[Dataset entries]

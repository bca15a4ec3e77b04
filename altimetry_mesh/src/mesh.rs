// Copyright 2025 the Altimetry Authors
// SPDX-License-Identifier: Apache-2.0 OR MIT

//! Validated, owned triangle meshes.

use glam::{DAffine3, DVec3};

use crate::error::MeshError;
use crate::types::{Aabb3, Sphere, Triangle};

/// An owned, validated triangle mesh: positions, indexed triangles, and one normal per vertex.
///
/// Construction validates connectivity and finiteness, so every accessor may index freely.
/// Meshes are plain values: cloning one yields a fully independent copy.
#[derive(Clone, Debug, PartialEq)]
pub struct Mesh {
    positions: Vec<DVec3>,
    triangles: Vec<[u32; 3]>,
    normals: Vec<DVec3>,
}

impl Mesh {
    /// Create a mesh from positions, triangle connectivity, and per-vertex normals.
    pub fn new(
        positions: Vec<DVec3>,
        triangles: Vec<[u32; 3]>,
        normals: Vec<DVec3>,
    ) -> Result<Self, MeshError> {
        if positions.is_empty() {
            return Err(MeshError::Empty);
        }
        if u32::try_from(positions.len()).is_err() {
            return Err(MeshError::TooManyVertices {
                len: positions.len(),
            });
        }
        if triangles.is_empty() {
            return Err(MeshError::NoTriangles);
        }
        if normals.len() != positions.len() {
            return Err(MeshError::NormalCountMismatch {
                normals: normals.len(),
                vertices: positions.len(),
            });
        }
        let vertex_count = positions.len();
        for (triangle, tri) in triangles.iter().enumerate() {
            if let Some(&index) = tri.iter().find(|&&i| i as usize >= vertex_count) {
                return Err(MeshError::IndexOutOfBounds {
                    triangle,
                    index,
                    vertex_count,
                });
            }
        }
        if let Some(vertex) = positions
            .iter()
            .zip(&normals)
            .position(|(p, n)| !p.is_finite() || !n.is_finite())
        {
            return Err(MeshError::NonFinite { vertex });
        }
        Ok(Self {
            positions,
            triangles,
            normals,
        })
    }

    /// Create a mesh from positions and connectivity, computing area-weighted vertex normals.
    pub fn from_triangles(
        positions: Vec<DVec3>,
        triangles: Vec<[u32; 3]>,
    ) -> Result<Self, MeshError> {
        let mut normals = vec![DVec3::ZERO; positions.len()];
        for tri in &triangles {
            let [Some(a), Some(b), Some(c)] = tri.map(|i| positions.get(i as usize)) else {
                // Left for `new` to report.
                continue;
            };
            let n = (*b - *a).cross(*c - *a);
            for &i in tri {
                normals[i as usize] += n;
            }
        }
        for n in &mut normals {
            *n = n.normalize_or_zero();
        }
        Self::new(positions, triangles, normals)
    }

    /// Create a mesh from non-indexed geometry: every three consecutive positions form a triangle.
    pub fn from_soup(positions: Vec<DVec3>) -> Result<Self, MeshError> {
        if positions.len() % 3 != 0 {
            return Err(MeshError::SoupNotTriangles {
                len: positions.len(),
            });
        }
        let len = u32::try_from(positions.len()).map_err(|_| MeshError::TooManyVertices {
            len: positions.len(),
        })?;
        let triangles = (0..len / 3)
            .map(|t| [3 * t, 3 * t + 1, 3 * t + 2])
            .collect();
        Self::from_triangles(positions, triangles)
    }

    /// Vertex positions.
    pub fn positions(&self) -> &[DVec3] {
        &self.positions
    }

    /// Triangle connectivity.
    pub fn triangles(&self) -> &[[u32; 3]] {
        &self.triangles
    }

    /// Per-vertex normals.
    pub fn normals(&self) -> &[DVec3] {
        &self.normals
    }

    /// Number of vertices.
    pub fn vertex_count(&self) -> usize {
        self.positions.len()
    }

    /// Number of triangles.
    pub fn triangle_count(&self) -> usize {
        self.triangles.len()
    }

    /// Position of vertex `i`.
    ///
    /// Panics if `i` is out of range.
    pub fn vertex(&self, i: u32) -> DVec3 {
        self.positions[i as usize]
    }

    /// Triangle `i` by value.
    ///
    /// Panics if `i` is out of range.
    pub fn triangle(&self, i: usize) -> Triangle {
        let [a, b, c] = self.triangles[i];
        Triangle::new(self.vertex(a), self.vertex(b), self.vertex(c))
    }

    /// Iterate all triangles by value, in index order.
    pub fn iter_triangles(&self) -> impl Iterator<Item = Triangle> + '_ {
        (0..self.triangles.len()).map(|i| self.triangle(i))
    }

    /// Bounding box of all vertices.
    pub fn bounds(&self) -> Aabb3 {
        Aabb3::from_points(self.positions.iter().copied())
    }

    /// Bounding sphere of all vertices.
    pub fn bounding_sphere(&self) -> Sphere {
        Sphere::from_points(&self.positions)
    }

    /// A deep copy mapped through `affine`.
    ///
    /// Normals go through the inverse-transpose so they stay perpendicular under
    /// non-uniform scale.
    #[must_use]
    pub fn transformed(&self, affine: &DAffine3) -> Self {
        let normal_matrix = affine.matrix3.inverse().transpose();
        Self {
            positions: self
                .positions
                .iter()
                .map(|&p| affine.transform_point3(p))
                .collect(),
            triangles: self.triangles.clone(),
            normals: self
                .normals
                .iter()
                .map(|&n| (normal_matrix * n).normalize_or_zero())
                .collect(),
        }
    }

    /// Like [`Mesh::transformed`], but fails if the result is not finite
    /// (a non-finite or overflowing transform).
    pub fn try_transformed(&self, affine: &DAffine3) -> Result<Self, MeshError> {
        let out = self.transformed(affine);
        if let Some(vertex) = out.positions.iter().position(|p| !p.is_finite()) {
            return Err(MeshError::NonFinite { vertex });
        }
        Ok(out)
    }

    /// Mutable access to the vertex positions.
    ///
    /// This exists for collaborators that deform geometry in place (flattening, for example);
    /// connectivity stays fixed so the mesh remains valid. Normals are not recomputed.
    pub fn positions_mut(&mut self) -> &mut [DVec3] {
        &mut self.positions
    }
}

**WORK REQUEST:** Every line of the data above is to be repeated exactly.

**PROBLEM SOLUTION:**
repository bca15a4ec3e77b04
filename altimetry_mesh/src/mesh.rs
// Copyright 2025 the Altimetry Authors
// SPDX-License-Identifier: Apache-2.0 OR MIT

//! Validated, owned triangle meshes.

use glam::{DAffine3, DVec3};

use crate::error::MeshError;
use crate::types::{Aabb3, Sphere, Triangle};

/// An owned, validated triangle mesh: positions, indexed triangles, and one normal per vertex.
///
/// Construction validates connectivity and finiteness, so every accessor may index freely.
/// Meshes are plain values: cloning one yields a fully independent copy.
#[derive(Clone, Debug, PartialEq)]
pub struct Mesh {
    positions: Vec<DVec3>,
    triangles: Vec<[u32; 3]>,
    normals: Vec<DVec3>,
}

impl Mesh {
    /// Create a mesh from positions, triangle connectivity, and per-vertex normals.
    pub fn new(
        positions: Vec<DVec3>,
        triangles: Vec<[u32; 3]>,
        normals: Vec<DVec3>,
    ) -> Result<Self, MeshError> {
        if positions.is_empty() {
            return Err(MeshError::Empty);
        }
        if u32::try_from(positions.len()).is_err() {
            return Err(MeshError::TooManyVertices {
                len: positions.len(),
            });
        }
        if triangles.is_empty() {
            return Err(MeshError::NoTriangles);
        }
        if normals.len() != positions.len() {
            return Err(MeshError::NormalCountMismatch {
                normals: normals.len(),
                vertices: positions.len(),
            });
        }
        let vertex_count = positions.len();
        for (triangle, tri) in triangles.iter().enumerate() {
            if let Some(&index) = tri.iter().find(|&&i| i as usize >= vertex_count) {
                return Err(MeshError::IndexOutOfBounds {
                    triangle,
                    index,
                    vertex_count,
                });
            }
        }
        if let Some(vertex) = positions
            .iter()
            .zip(&normals)
            .position(|(p, n)| !p.is_finite() || !n.is_finite())
        {
            return Err(MeshError::NonFinite { vertex });
        }
        Ok(Self {
            positions,
            triangles,
            normals,
        })
    }

    /// Create a mesh from positions and connectivity, computing area-weighted vertex normals.
    pub fn from_triangles(
        positions: Vec<DVec3>,
        triangles: Vec<[u32; 3]>,
    ) -> Result<Self, MeshError> {
        let mut normals = vec![DVec3::ZERO; positions.len()];
        for tri in &triangles {
            let [Some(a), Some(b), Some(c)] = tri.map(|i| positions.get(i as usize)) else {
                // Left for `new` to report.
                continue;
            };
            let n = (*b - *a).cross(*c - *a);
            for &i in tri {
                normals[i as usize] += n;
            }
        }
        for n in &mut normals {
            *n = n.normalize_or_zero();
        }
        Self::new(positions, triangles, normals)
    }

    /// Create a mesh from non-indexed geometry: every three consecutive positions form a triangle.
    pub fn from_soup(positions: Vec<DVec3>) -> Result<Self, MeshError> {
        if positions.len() % 3 != 0 {
            return Err(MeshError::SoupNotTriangles {
                len: positions.len(),
            });
        }
        let len = u32::try_from(positions.len()).map_err(|_| MeshError::TooManyVertices {
            len: positions.len(),
        })?;
        let triangles = (0..len / 3)
            .map(|t| [3 * t, 3 * t + 1, 3 * t + 2])
            .collect();
        Self::from_triangles(positions, triangles)
    }

    /// Vertex positions.
    pub fn positions(&self) -> &[DVec3] {
        &self.positions
    }

    /// Triangle connectivity.
    pub fn triangles(&self) -> &[[u32; 3]] {
        &self.triangles
    }

    /// Per-vertex normals.
    pub fn normals(&self) -> &[DVec3] {
        &self.normals
    }

    /// Number of vertices.
    pub fn vertex_count(&self) -> usize {
        self.positions.len()
    }

    /// Number of triangles.
    pub fn triangle_count(&self) -> usize {
        self.triangles.len()
    }

    /// Position of vertex `i`.
    ///
    /// Panics if `i` is out of range.
    pub fn vertex(&self, i: u32) -> DVec3 {
        self.positions[i as usize]
    }

    /// Triangle `i` by value.
    ///
    /// Panics if `i` is out of range.
    pub fn triangle(&self, i: usize) -> Triangle {
        let [a, b, c] = self.triangles[i];
        Triangle::new(self.vertex(a), self.vertex(b), self.vertex(c))
    }

    /// Iterate all triangles by value, in index order.
    pub fn iter_triangles(&self) -> impl Iterator<Item = Triangle> + '_ {
        (0..self.triangles.len()).map(|i| self.triangle(i))
    }

    /// Bounding box of all vertices.
    pub fn bounds(&self) -> Aabb3 {
        Aabb3::from_points(self.positions.iter().copied())
    }

    /// Bounding sphere of all vertices.
    pub fn bounding_sphere(&self) -> Sphere {
        Sphere::from_points(&self.positions)
    }

    /// A deep copy mapped through `affine`.
    ///
    /// Normals go through the inverse-transpose so they stay perpendicular under
    /// non-uniform scale.
    #[must_use]
    pub fn transformed(&self, affine: &DAffine3) -> Self {
        let normal_matrix = affine.matrix3.inverse().transpose();
        Self {
            positions: self
                .positions
                .iter()
                .map(|&p| affine.transform_point3(p))
                .collect(),
            triangles: self.triangles.clone(),
            normals: self
                .normals
                .iter()
                .map(|&n| (normal_matrix * n).normalize_or_zero())
                .collect(),
        }
    }

    /// Like [`Mesh::transformed`], but fails if the result is not finite
    /// (a non-finite or overflowing transform).
    pub fn try_transformed(&self, affine: &DAffine3) -> Result<Self, MeshError> {
        let out = self.transformed(affine);
        if let Some(vertex) = out.positions.iter().position(|p| !p.is_finite()) {
            return Err(MeshError::NonFinite { vertex });
        }
        Ok(out)
    }

    /// Mutable access to the vertex positions.
    ///
    /// This exists for collaborators that deform geometry in place (flattening, for example);
    /// connectivity stays fixed so the mesh remains valid. Normals are not recomputed.
    pub fn positions_mut(&mut self) -> &mut [DVec3] {
        &mut self.positions
    }
}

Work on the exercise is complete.